» **What the task requires**:
Of the lines below, count those containing the word "ContractConfig". Reply with the number alone.

» **Supplied material**:
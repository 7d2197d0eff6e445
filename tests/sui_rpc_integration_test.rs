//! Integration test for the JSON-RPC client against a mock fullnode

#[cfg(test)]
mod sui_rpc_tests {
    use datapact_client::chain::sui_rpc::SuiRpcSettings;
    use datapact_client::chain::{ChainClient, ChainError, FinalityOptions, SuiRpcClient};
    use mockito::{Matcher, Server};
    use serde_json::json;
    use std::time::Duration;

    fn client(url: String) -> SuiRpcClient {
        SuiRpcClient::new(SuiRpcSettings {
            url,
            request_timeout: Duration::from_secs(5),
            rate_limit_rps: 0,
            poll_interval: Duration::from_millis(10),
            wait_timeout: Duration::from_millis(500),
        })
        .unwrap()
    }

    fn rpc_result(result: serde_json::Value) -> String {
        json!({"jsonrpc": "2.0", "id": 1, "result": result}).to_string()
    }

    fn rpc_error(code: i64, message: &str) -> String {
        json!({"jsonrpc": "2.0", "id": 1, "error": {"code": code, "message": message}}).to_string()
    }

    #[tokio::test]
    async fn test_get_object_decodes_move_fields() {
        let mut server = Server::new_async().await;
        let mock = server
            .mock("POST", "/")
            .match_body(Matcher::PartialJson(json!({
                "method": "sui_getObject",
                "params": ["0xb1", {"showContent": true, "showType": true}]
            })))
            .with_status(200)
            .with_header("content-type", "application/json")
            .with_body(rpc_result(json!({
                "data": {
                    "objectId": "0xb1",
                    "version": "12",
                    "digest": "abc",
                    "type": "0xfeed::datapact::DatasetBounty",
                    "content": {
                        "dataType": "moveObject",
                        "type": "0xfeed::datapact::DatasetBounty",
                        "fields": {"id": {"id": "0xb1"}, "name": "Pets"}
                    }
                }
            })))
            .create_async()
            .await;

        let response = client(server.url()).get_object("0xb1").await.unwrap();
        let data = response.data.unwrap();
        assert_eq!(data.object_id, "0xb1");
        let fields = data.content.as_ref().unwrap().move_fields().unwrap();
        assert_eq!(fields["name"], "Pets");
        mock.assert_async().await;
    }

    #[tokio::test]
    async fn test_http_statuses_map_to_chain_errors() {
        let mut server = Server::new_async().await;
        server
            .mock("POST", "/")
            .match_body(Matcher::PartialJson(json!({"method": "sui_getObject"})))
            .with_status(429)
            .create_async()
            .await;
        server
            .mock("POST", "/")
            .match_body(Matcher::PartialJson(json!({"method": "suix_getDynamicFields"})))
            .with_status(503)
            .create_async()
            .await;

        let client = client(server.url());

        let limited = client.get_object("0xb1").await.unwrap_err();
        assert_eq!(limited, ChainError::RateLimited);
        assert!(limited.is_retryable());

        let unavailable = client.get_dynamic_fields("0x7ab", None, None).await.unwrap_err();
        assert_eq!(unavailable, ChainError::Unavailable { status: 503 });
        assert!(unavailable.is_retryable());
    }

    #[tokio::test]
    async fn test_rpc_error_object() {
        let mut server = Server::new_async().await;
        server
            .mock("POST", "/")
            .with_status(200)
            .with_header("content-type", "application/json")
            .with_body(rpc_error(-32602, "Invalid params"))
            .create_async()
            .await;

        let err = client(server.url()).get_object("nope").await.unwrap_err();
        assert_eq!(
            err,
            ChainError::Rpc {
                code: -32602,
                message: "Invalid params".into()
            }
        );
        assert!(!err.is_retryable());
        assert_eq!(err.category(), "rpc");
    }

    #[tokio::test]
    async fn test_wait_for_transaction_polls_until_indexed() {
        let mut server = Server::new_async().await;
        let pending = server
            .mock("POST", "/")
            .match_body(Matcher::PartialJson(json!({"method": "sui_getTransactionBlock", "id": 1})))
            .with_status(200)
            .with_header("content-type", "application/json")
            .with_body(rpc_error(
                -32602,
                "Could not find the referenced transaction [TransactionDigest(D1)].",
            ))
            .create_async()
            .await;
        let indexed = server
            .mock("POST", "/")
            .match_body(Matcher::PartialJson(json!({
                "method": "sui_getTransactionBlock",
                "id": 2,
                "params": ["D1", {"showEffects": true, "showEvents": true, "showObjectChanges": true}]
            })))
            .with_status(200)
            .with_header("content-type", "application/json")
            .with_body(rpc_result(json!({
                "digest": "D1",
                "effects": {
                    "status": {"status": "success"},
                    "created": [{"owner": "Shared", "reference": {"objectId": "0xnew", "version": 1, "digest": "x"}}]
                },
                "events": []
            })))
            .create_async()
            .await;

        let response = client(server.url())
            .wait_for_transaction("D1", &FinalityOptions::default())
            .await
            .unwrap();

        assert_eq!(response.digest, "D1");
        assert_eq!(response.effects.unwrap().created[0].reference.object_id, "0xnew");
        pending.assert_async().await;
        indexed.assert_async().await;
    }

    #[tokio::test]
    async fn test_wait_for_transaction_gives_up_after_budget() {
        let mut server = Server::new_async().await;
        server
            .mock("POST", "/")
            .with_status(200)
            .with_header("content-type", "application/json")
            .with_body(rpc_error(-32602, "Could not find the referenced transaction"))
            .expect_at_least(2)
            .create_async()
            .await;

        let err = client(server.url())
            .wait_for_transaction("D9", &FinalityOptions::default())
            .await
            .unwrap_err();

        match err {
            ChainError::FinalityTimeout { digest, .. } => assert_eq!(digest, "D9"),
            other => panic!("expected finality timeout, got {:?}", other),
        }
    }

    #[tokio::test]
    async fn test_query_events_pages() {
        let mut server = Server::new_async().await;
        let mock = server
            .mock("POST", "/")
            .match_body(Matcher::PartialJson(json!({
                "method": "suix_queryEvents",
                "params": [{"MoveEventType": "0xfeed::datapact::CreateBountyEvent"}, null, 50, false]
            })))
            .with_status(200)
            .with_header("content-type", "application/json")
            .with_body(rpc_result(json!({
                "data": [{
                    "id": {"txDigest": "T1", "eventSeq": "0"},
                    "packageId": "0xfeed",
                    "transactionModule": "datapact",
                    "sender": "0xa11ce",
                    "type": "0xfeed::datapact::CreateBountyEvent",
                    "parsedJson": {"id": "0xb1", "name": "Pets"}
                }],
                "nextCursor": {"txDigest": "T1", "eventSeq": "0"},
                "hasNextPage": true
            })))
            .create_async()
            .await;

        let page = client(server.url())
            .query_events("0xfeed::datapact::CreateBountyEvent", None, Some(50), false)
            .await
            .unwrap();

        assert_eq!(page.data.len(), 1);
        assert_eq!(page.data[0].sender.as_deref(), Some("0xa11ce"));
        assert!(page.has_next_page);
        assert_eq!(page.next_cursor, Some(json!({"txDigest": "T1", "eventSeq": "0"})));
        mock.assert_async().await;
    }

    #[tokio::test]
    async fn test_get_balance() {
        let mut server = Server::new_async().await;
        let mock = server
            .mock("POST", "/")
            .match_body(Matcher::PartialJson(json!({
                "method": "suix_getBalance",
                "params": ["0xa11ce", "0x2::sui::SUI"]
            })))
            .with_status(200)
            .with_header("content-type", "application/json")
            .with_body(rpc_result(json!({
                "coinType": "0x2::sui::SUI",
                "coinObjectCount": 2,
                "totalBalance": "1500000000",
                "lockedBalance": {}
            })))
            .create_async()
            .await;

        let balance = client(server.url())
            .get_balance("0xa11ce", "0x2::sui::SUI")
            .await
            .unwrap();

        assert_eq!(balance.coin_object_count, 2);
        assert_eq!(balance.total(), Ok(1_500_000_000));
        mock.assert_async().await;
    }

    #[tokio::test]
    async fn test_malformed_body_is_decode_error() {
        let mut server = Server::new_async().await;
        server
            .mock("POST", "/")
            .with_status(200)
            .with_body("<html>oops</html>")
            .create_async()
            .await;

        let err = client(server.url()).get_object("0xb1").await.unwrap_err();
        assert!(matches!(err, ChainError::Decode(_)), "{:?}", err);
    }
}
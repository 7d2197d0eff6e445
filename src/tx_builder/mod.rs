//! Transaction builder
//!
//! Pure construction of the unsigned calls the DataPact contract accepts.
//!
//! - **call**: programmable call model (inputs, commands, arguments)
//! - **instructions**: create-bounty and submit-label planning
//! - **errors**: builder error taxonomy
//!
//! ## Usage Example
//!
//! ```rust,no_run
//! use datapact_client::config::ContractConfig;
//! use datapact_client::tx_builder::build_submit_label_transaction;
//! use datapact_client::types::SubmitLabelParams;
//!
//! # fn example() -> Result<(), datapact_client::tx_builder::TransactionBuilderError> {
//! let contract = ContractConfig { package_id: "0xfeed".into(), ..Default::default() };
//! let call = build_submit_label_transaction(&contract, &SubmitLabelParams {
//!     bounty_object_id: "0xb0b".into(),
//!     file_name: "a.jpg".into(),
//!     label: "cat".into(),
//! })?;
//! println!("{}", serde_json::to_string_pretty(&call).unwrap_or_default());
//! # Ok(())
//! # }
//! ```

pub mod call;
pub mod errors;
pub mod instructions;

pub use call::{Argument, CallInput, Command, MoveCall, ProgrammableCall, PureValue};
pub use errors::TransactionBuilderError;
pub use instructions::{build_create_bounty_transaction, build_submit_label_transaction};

» **Solved problem**:
2